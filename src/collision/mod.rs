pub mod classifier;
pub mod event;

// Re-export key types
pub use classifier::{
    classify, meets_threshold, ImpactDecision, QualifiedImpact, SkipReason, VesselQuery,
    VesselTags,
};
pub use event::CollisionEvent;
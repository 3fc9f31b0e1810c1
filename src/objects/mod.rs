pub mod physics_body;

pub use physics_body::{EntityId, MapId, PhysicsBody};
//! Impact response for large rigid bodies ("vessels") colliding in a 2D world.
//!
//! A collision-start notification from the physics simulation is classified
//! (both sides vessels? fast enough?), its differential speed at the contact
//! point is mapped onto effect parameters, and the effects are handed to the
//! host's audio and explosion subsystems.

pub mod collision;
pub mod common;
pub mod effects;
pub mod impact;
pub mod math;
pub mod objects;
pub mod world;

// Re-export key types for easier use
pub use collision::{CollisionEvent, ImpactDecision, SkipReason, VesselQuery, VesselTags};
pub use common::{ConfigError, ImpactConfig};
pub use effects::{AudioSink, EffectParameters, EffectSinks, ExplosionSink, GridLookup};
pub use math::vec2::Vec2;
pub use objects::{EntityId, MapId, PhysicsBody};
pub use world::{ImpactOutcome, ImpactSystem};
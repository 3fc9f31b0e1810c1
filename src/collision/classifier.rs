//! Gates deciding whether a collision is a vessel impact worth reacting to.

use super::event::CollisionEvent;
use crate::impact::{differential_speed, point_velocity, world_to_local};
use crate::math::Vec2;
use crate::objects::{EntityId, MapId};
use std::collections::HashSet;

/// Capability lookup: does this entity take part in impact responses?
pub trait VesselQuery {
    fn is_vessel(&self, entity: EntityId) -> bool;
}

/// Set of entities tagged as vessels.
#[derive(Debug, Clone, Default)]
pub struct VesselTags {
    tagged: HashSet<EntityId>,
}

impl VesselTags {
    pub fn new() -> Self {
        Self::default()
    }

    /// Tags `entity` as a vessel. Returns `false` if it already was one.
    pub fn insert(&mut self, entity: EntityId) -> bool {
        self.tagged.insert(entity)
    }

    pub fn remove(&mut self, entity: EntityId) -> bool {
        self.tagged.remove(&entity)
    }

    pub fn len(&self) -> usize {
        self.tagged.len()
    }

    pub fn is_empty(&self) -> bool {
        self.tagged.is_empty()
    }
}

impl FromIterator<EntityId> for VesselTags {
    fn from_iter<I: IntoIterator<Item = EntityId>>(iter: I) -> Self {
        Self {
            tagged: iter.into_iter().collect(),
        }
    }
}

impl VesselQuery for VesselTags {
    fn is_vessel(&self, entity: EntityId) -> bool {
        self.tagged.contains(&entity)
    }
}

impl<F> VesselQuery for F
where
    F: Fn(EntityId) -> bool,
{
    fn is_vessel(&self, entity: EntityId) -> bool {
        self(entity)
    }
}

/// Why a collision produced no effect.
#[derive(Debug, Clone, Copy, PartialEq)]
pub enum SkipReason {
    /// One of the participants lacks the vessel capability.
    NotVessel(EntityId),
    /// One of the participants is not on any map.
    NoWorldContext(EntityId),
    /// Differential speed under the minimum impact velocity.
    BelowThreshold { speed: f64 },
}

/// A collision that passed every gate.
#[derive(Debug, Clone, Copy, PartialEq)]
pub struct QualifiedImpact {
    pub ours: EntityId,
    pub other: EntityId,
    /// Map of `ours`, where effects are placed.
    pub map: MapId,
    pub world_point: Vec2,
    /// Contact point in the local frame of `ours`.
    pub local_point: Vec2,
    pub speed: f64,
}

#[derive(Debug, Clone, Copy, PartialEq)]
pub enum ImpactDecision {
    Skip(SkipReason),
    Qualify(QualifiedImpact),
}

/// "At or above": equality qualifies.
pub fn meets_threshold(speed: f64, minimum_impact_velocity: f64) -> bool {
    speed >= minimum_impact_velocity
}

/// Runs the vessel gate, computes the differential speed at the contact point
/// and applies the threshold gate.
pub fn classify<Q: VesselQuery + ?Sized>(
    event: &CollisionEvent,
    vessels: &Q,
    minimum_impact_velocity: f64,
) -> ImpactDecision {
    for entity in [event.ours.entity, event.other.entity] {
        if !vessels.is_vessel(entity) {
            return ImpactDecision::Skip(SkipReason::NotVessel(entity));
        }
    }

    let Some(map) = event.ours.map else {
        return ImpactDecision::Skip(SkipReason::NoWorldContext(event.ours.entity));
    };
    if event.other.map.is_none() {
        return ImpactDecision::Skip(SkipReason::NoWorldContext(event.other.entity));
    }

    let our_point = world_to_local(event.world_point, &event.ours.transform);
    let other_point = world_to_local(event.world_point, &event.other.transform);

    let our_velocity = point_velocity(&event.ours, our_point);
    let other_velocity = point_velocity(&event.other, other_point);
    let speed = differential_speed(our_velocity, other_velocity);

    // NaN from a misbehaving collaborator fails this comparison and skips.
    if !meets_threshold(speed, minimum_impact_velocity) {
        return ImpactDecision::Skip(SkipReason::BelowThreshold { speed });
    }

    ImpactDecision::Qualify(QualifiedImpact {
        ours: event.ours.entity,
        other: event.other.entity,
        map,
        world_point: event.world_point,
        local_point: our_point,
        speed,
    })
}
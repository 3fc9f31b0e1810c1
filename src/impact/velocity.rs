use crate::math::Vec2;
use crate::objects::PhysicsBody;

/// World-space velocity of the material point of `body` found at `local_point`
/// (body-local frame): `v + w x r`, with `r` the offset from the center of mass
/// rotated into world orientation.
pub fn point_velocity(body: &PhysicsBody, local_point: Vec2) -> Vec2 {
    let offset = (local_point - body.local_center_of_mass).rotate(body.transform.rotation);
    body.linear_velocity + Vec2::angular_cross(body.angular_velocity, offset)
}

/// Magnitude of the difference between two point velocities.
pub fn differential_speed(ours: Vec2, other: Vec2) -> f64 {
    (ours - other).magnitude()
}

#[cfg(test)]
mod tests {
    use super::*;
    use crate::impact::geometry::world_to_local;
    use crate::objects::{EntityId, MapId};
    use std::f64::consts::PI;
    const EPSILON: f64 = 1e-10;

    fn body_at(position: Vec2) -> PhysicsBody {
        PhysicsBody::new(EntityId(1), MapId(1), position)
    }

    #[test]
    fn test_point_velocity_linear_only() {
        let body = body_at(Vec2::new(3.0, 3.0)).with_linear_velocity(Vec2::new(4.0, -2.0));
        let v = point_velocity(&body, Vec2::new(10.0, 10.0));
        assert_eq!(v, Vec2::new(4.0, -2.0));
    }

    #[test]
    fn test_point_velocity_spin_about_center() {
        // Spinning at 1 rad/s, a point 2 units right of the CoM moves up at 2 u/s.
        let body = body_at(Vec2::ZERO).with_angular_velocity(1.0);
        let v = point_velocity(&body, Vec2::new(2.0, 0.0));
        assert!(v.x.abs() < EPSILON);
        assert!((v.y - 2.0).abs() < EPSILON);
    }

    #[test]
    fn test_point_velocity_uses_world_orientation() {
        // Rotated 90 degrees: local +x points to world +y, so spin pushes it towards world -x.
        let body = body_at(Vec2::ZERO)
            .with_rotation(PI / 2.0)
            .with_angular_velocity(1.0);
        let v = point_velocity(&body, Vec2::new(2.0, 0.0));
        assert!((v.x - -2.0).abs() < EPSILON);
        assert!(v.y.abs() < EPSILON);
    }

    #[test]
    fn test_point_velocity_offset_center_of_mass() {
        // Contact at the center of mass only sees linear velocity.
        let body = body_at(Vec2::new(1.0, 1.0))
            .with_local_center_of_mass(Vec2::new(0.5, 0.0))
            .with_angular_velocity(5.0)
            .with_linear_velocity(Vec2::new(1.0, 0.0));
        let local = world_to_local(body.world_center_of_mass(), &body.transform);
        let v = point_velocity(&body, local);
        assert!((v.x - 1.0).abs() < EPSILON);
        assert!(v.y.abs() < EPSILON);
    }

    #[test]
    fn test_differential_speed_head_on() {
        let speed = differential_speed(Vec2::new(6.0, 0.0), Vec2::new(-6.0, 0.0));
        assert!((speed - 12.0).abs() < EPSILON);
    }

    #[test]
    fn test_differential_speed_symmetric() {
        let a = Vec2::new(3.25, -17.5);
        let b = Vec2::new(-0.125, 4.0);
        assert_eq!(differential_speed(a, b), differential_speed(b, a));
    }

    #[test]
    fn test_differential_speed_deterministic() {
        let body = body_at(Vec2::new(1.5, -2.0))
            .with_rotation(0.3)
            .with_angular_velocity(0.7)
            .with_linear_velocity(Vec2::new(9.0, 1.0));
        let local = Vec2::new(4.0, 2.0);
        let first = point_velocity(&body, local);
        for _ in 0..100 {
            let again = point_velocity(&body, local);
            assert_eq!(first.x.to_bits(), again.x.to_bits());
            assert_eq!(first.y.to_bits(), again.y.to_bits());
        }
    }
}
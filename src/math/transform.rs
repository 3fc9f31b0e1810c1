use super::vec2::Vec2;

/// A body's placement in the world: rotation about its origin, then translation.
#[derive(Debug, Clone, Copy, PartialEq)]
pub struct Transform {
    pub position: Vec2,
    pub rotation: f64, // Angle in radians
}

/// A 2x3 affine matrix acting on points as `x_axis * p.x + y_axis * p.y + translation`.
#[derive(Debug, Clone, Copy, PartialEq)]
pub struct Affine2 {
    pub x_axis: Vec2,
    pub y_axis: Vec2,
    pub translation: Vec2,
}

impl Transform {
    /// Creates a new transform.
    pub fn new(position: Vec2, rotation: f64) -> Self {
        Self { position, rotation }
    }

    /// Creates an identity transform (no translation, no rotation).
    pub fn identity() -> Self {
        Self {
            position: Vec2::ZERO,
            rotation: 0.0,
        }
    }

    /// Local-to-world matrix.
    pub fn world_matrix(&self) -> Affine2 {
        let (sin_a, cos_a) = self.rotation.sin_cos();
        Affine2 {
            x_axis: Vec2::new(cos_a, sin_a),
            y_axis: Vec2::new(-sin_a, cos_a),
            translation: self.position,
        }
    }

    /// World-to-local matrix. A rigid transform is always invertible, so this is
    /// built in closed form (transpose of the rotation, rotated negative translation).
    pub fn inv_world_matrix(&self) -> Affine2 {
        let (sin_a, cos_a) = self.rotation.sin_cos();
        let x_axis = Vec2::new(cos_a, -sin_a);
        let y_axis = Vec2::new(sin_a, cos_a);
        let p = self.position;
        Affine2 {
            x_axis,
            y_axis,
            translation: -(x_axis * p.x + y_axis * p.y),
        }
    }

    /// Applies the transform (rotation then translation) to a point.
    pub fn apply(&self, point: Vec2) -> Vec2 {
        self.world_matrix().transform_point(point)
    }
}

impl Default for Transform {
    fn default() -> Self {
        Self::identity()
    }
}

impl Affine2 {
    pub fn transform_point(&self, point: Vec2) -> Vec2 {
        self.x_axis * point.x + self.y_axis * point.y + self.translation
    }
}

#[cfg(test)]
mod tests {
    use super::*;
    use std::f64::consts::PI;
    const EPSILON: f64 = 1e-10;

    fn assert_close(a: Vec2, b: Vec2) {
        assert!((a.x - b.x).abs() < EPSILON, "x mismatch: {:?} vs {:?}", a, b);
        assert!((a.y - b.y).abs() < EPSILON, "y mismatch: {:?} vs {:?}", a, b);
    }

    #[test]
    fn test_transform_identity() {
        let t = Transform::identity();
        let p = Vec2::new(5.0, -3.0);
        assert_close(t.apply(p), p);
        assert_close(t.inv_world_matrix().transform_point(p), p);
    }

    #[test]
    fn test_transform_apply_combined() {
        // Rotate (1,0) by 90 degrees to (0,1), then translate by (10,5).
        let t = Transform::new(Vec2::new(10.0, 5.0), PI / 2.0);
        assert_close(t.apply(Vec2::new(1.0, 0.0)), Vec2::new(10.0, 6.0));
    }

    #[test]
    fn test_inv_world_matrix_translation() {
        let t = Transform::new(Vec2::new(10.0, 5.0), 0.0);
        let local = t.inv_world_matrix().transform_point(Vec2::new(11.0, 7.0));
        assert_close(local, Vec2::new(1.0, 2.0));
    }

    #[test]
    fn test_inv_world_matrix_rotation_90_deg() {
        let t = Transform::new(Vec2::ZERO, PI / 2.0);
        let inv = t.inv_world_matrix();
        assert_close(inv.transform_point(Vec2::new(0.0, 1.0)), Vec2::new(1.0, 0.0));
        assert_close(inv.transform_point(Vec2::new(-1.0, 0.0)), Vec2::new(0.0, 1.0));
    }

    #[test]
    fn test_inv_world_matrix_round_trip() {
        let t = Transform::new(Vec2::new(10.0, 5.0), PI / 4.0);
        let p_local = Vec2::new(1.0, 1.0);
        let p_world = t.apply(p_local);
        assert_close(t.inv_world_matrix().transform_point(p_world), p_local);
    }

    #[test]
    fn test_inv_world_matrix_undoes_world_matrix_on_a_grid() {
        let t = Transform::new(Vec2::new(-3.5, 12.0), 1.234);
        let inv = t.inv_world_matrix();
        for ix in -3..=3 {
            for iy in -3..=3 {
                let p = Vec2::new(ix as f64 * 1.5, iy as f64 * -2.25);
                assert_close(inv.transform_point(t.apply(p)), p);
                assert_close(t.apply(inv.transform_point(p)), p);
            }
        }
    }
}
□ □ □
▶ _What to do_
Lines containing the word "export" are to be located in the entries and copied.

▶ _Response_
// Re-export key types
// Re-export key types for easier use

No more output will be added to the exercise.